Problem requirements —
The entries below contain a line with "pub fn walk_files(&self) -> Result<BoxStream<'static, Arc<dyn" and a line with "pub async fn absolute_folder(&self, path: &str)". Quote exactly those two lines and all lines between them.

Items listed in a dataset
BEGIN

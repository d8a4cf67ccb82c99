//! open a location, find documents, resolve them
//!
//! A [Loader] is bound to one location for its lifetime. The location decides the backend, checked
//! in this order:
//!
//! | location                      | backend                                                  |
//! |-------------------------------|----------------------------------------------------------|
//! | `netcode`                     | whole tree requested from the peer as a packed archive   |
//! | `netcode://` / `netcode://p`  | rpc folders (peer `p` or the context default), lazy      |
//! | `http://...` / `https://...`  | http folders, or a packed archive if the root is binary  |
//! | `*.bin`                       | packed archive on disk                                   |
//! | existing directory            | local folders                                            |
//!
//! Every operation exists twice: async on [Loader] and blocking on [BlockingLoader].
pub mod search;

use crate::blocking::Blocking;
use crate::context::AssetContext;
use crate::document::{self, DocumentError};
use crate::inherit::{self, DocumentSource, Inherited};
use crate::populate::{self, Asset, PopulateIssue};
use crate::vfs::http::{self, HttpRoot};
use crate::vfs::local::LocalFolder;
use crate::vfs::packed::{self, PackError};
use crate::vfs::rpc::{self, RpcFolder, RpcTransport};
use crate::vfs::{normalize_path, File, Folder, TransferOutcome};
use async_trait::async_trait;
use futures::stream::{BoxStream, StreamExt};
use std::path::Path;
use std::sync::Arc;
use tokio::sync::OnceCell;

pub const NETCODE: &str = "netcode";
pub const NETCODE_PREFIX: &str = "netcode://";

#[derive(Debug, thiserror::Error)]
pub enum LoadError {
    #[error("Location is blank")]
    BlankLocation,
    #[error("No backend for location {0:?}")]
    UnsupportedLocation(String),
    #[error("{0} is not supported in this environment")]
    NotSupported(String),
    #[error("Root of {0:?} is not loaded yet")]
    NotLoaded(String),
    #[error("{0:?} needs a messenger, none is configured")]
    NoMessenger(String),
    #[error("Invalid url {location:?}: {reason}")]
    InvalidUrl { location: String, reason: String },
    #[error("{0:?} could not be reached")]
    Unreachable(String),
    #[error("Unable to unpack {location:?}")]
    Pack {
        location: String,
        #[source]
        source: PackError,
    },
    #[error("Invalid search pattern")]
    Pattern(#[from] glob::PatternError),
    #[error("Document {0:?} not found")]
    DocumentNotFound(String),
    #[error(transparent)]
    Document(#[from] DocumentError),
    #[error("Gave up waiting for {0:?}")]
    TimedOut(String),
}

/// Loads assets from one location
#[derive(Clone)]
pub struct Loader {
    inner: Arc<Inner>,
}

struct Inner {
    location: String,
    context: AssetContext,
    root: OnceCell<Arc<dyn Folder>>,
}

impl std::fmt::Debug for Loader {
    fn fmt(&self, f: &mut std::fmt::Formatter<'_>) -> std::fmt::Result {
        f.debug_struct("Loader")
            .field("location", &self.inner.location)
            .field("loaded", &self.is_loaded())
            .finish()
    }
}

impl Loader {
    /// A loader for `location`, nothing fetched yet
    pub fn new(context: AssetContext, location: impl Into<String>) -> Result<Self, LoadError> {
        let location = location.into().trim().to_string();
        if location.is_empty() {
            return Err(LoadError::BlankLocation);
        }
        Ok(Self {
            inner: Arc::new(Inner {
                location,
                context,
                root: OnceCell::new(),
            }),
        })
    }

    /// Creates a loader and loads its root
    pub async fn open(
        context: AssetContext,
        location: impl Into<String>,
    ) -> Result<Self, LoadError> {
        let loader = Self::new(context, location)?;
        loader.load_async().await?;
        Ok(loader)
    }

    pub fn location(&self) -> &str {
        &self.inner.location
    }

    pub fn context(&self) -> &AssetContext {
        &self.inner.context
    }

    /// Whether the root listing (or archive) has been fetched
    pub fn is_loaded(&self) -> bool {
        self.inner.root.initialized()
    }

    /// The root folder, fetching it on the first call
    pub async fn load_async(&self) -> Result<Arc<dyn Folder>, LoadError> {
        self.inner
            .root
            .get_or_try_init(|| dispatch(&self.inner.context, &self.inner.location))
            .await
            .cloned()
    }

    /// The root folder, blocking until fetched
    ///
    /// http locations are rejected on sandboxed targets, use [Loader::load_async] there. So are
    /// calls from inside a current-thread runtime that also runs the context.
    pub fn load(&self) -> Result<Arc<dyn Folder>, LoadError> {
        if is_http(&self.inner.location) && self.inner.context.options().sandboxed {
            return Err(LoadError::NotSupported(format!(
                "blocking http ({})",
                self.inner.location
            )));
        }
        let blocking = self.inner.context.blocking();
        check_can_block(&blocking, &self.inner.location)?;
        let loader = self.clone();
        blocking
            .wait(async move { loader.load_async().await })
            .unwrap_or_else(|| Err(LoadError::TimedOut(self.inner.location.clone())))
    }

    /// The root folder, if loaded
    pub fn root(&self) -> Result<Arc<dyn Folder>, LoadError> {
        self.inner
            .root
            .get()
            .cloned()
            .ok_or_else(|| LoadError::NotLoaded(self.inner.location.clone()))
    }

    pub fn blocking(&self) -> BlockingLoader {
        BlockingLoader {
            loader: self.clone(),
            blocking: self.inner.context.blocking(),
        }
    }

    pub async fn files(&self) -> Result<Vec<Arc<dyn File>>, LoadError> {
        Ok(search::files(&self.root()?).await)
    }

    pub async fn folders(&self) -> Result<Vec<Arc<dyn Folder>>, LoadError> {
        Ok(search::folders(&self.root()?).await)
    }

    /// Files whose name matches the glob `pattern`
    pub async fn find_files(&self, pattern: &str) -> Result<Vec<Arc<dyn File>>, LoadError> {
        let pattern = glob::Pattern::new(pattern)?;
        Ok(search::find_files(&self.root()?, &pattern).await)
    }

    pub async fn find_file(&self, name: &str) -> Result<Option<Arc<dyn File>>, LoadError> {
        Ok(search::find_file(&self.root()?, name).await)
    }

    /// Lazy depth-first walk over all files
    pub fn walk_files(&self) -> Result<BoxStream<'static, Arc<dyn File>>, LoadError> {
        Ok(search::walk_files(self.root()?))
    }

    pub async fn absolute_file(&self, path: &str) -> Result<Option<Arc<dyn File>>, LoadError> {
        Ok(search::absolute_file(&self.root()?, path).await)
    }

    pub async fn absolute_folder(&self, path: &str) -> Result<Option<Arc<dyn Folder>>, LoadError> {
        Ok(search::absolute_folder(&self.root()?, path).await)
    }

    /// Parses `file` and resolves its inheritance chain
    pub async fn load_document(&self, file: Arc<dyn File>) -> Result<Inherited, LoadError> {
        let text = file
            .text()
            .await
            .ok_or_else(|| DocumentError::Unavailable(file.full_name().to_string()))?;
        let parsed = document::parse_with_source(&text, Some(file.full_name()))?;
        let options = self.inner.context.options().inheritance();
        Ok(inherit::resolve_inheritance(parsed, file, self, &options).await)
    }

    /// Finds a document by path or by name and resolves it
    ///
    /// The extension may be left out.
    pub async fn resolve(&self, name: &str) -> Result<Inherited, LoadError> {
        let file = self.find_document_file(name).await?;
        self.load_document(file).await
    }

    /// Resolves a document and populates a `T` from it
    pub async fn load_asset<T: Asset>(
        &self,
        name: &str,
    ) -> Result<(T, Vec<PopulateIssue>), LoadError> {
        let resolved = self.resolve(name).await?;
        Ok(populate::load(
            &resolved.document,
            self.inner.context.registry(),
        ))
    }

    async fn find_document_file(&self, name: &str) -> Result<Arc<dyn File>, LoadError> {
        let extension = &self.inner.context.options().document_extension;
        let file_name = inherit::base_file_name(name, extension);
        if let Some(file) = self.absolute_file(&file_name).await? {
            return Ok(file);
        }
        let leaf = normalize_path(&file_name)
            .rsplit('/')
            .next()
            .unwrap_or_default()
            .to_string();
        self.find_file(&leaf)
            .await?
            .ok_or(LoadError::DocumentNotFound(file_name))
    }
}

/// Siblings first, then anywhere in the tree
#[async_trait]
impl DocumentSource for Loader {
    async fn find_document(&self, name: &str, next_to: &dyn File) -> Option<Arc<dyn File>> {
        let root = self.root().ok()?;
        let source = normalize_path(next_to.full_name());
        let parent = source.rsplit_once('/').map(|(parent, _)| parent).unwrap_or("");
        if let Some(folder) = search::absolute_folder(&root, parent).await {
            if let Some(sibling) = folder.files().await.into_iter().find(|f| f.name() == name) {
                return Some(sibling);
            }
        }
        tracing::debug!(name, next_to = next_to.full_name(), "no sibling, searching the tree");
        search::find_file(&root, name).await
    }
}

fn is_http(location: &str) -> bool {
    location.starts_with("http://") || location.starts_with("https://")
}

async fn dispatch(cx: &AssetContext, location: &str) -> Result<Arc<dyn Folder>, LoadError> {
    tracing::info!(location, "loading root");

    if location == NETCODE {
        let transport = rpc_transport(cx, location, "")?;
        let archive = transport
            .request(rpc::ARCHIVE_KEY)
            .await
            .ok_or_else(|| LoadError::Unreachable(location.to_string()))?;
        return unpack(location, &archive);
    }

    if let Some(destination) = location.strip_prefix(NETCODE_PREFIX) {
        let transport = rpc_transport(cx, location, destination.trim_matches('/'))?;
        let folder = RpcFolder::root(Arc::new(transport));
        return match folder.fetch().await {
            TransferOutcome::Completed => Ok(Arc::new(folder)),
            _ => Err(LoadError::Unreachable(location.to_string())),
        };
    }

    if is_http(location) {
        let url = reqwest::Url::parse(location).map_err(|err| LoadError::InvalidUrl {
            location: location.to_string(),
            reason: err.to_string(),
        })?;
        return match http::open_root(cx.client().clone(), url).await {
            Some(HttpRoot::Listed(folder)) => Ok(Arc::new(folder)),
            Some(HttpRoot::Packed(archive)) => unpack(location, &archive),
            None => Err(LoadError::Unreachable(location.to_string())),
        };
    }

    let path = Path::new(location);
    if path
        .extension()
        .is_some_and(|extension| extension == packed::EXTENSION)
    {
        let root = packed::read(path).map_err(|source| LoadError::Pack {
            location: location.to_string(),
            source,
        })?;
        return Ok(root);
    }

    if path.is_dir() {
        return Ok(Arc::new(LocalFolder::new(path)));
    }

    Err(LoadError::UnsupportedLocation(location.to_string()))
}

fn rpc_transport(
    cx: &AssetContext,
    location: &str,
    destination: &str,
) -> Result<RpcTransport, LoadError> {
    let messenger = cx
        .messenger()
        .ok_or_else(|| LoadError::NoMessenger(location.to_string()))?;
    let destination = match destination {
        "" => cx.options().destination.as_str(),
        destination => destination,
    };
    Ok(RpcTransport::new(messenger.clone(), destination).with_progress(cx.on_progress()))
}

fn check_can_block(blocking: &Blocking, location: &str) -> Result<(), LoadError> {
    if blocking.can_block() {
        Ok(())
    } else {
        Err(LoadError::NotSupported(format!(
            "blocking calls on a current-thread runtime ({location})"
        )))
    }
}

fn unpack(location: &str, archive: &[u8]) -> Result<Arc<dyn Folder>, LoadError> {
    let root = packed::unpack(archive).map_err(|source| LoadError::Pack {
        location: location.to_string(),
        source,
    })?;
    Ok(root)
}

/// Blocking twin of [Loader]
///
/// Every call waits at most the context's blocking timeout. A timed out call returns
/// [LoadError::TimedOut] while the work continues in the background, so retrying later may find
/// the content cached.
#[derive(Debug, Clone)]
pub struct BlockingLoader {
    loader: Loader,
    blocking: Blocking,
}

impl BlockingLoader {
    pub fn loader(&self) -> &Loader {
        &self.loader
    }

    pub fn load(&self) -> Result<Arc<dyn Folder>, LoadError> {
        self.loader.load()
    }

    fn wait<T, F>(&self, f: impl FnOnce(Loader) -> F) -> Result<T, LoadError>
    where
        F: std::future::Future<Output = Result<T, LoadError>> + Send + 'static,
        T: Send + 'static,
    {
        check_can_block(&self.blocking, self.loader.location())?;
        self.blocking
            .wait(f(self.loader.clone()))
            .unwrap_or_else(|| Err(LoadError::TimedOut(self.loader.location().to_string())))
    }

    pub fn files(&self) -> Result<Vec<Arc<dyn File>>, LoadError> {
        self.wait(|loader| async move { loader.files().await })
    }

    pub fn folders(&self) -> Result<Vec<Arc<dyn Folder>>, LoadError> {
        self.wait(|loader| async move { loader.folders().await })
    }

    pub fn find_files(&self, pattern: &str) -> Result<Vec<Arc<dyn File>>, LoadError> {
        let pattern = pattern.to_string();
        self.wait(|loader| async move { loader.find_files(&pattern).await })
    }

    pub fn find_file(&self, name: &str) -> Result<Option<Arc<dyn File>>, LoadError> {
        let name = name.to_string();
        self.wait(|loader| async move { loader.find_file(&name).await })
    }

    pub fn absolute_file(&self, path: &str) -> Result<Option<Arc<dyn File>>, LoadError> {
        let path = path.to_string();
        self.wait(|loader| async move { loader.absolute_file(&path).await })
    }

    pub fn absolute_folder(&self, path: &str) -> Result<Option<Arc<dyn Folder>>, LoadError> {
        let path = path.to_string();
        self.wait(|loader| async move { loader.absolute_folder(&path).await })
    }

    pub fn resolve(&self, name: &str) -> Result<Inherited, LoadError> {
        let name = name.to_string();
        self.wait(|loader| async move { loader.resolve(&name).await })
    }

    pub fn load_asset<T: Asset>(&self, name: &str) -> Result<(T, Vec<PopulateIssue>), LoadError> {
        let name = name.to_string();
        self.wait(|loader| async move { loader.load_asset::<T>(&name).await })
    }

    /// Content of `file`, `None` if it could not be fetched in time
    pub fn bytes(&self, file: Arc<dyn File>) -> Option<bytes::Bytes> {
        self.blocking
            .wait(async move { file.bytes().await })
            .flatten()
    }

    /// Lazy walk, each step waits for the listings it needs
    pub fn walk_files(&self) -> Result<WalkFiles, LoadError> {
        let root = self.loader.root()?;
        Ok(WalkFiles {
            blocking: self.blocking.clone(),
            stream: Arc::new(tokio::sync::Mutex::new(search::walk_files(root))),
        })
    }
}

/// Iterator over [BlockingLoader::walk_files]
pub struct WalkFiles {
    blocking: Blocking,
    stream: Arc<tokio::sync::Mutex<BoxStream<'static, Arc<dyn File>>>>,
}

impl Iterator for WalkFiles {
    type Item = Arc<dyn File>;

    fn next(&mut self) -> Option<Self::Item> {
        let stream = self.stream.clone();
        self.blocking
            .wait(async move { stream.lock().await.next().await })
            .flatten()
    }
}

END

Output —
    pub fn walk_files(&self) -> Result<BoxStream<'static, Arc<dyn File>>, LoadError> {
        Ok(search::walk_files(self.root()?))
    }

    pub async fn absolute_file(&self, path: &str) -> Result<Option<Arc<dyn File>>, LoadError> {
        Ok(search::absolute_file(&self.root()?, path).await)
    }

    pub async fn absolute_folder(&self, path: &str) -> Result<Option<Arc<dyn Folder>>, LoadError> {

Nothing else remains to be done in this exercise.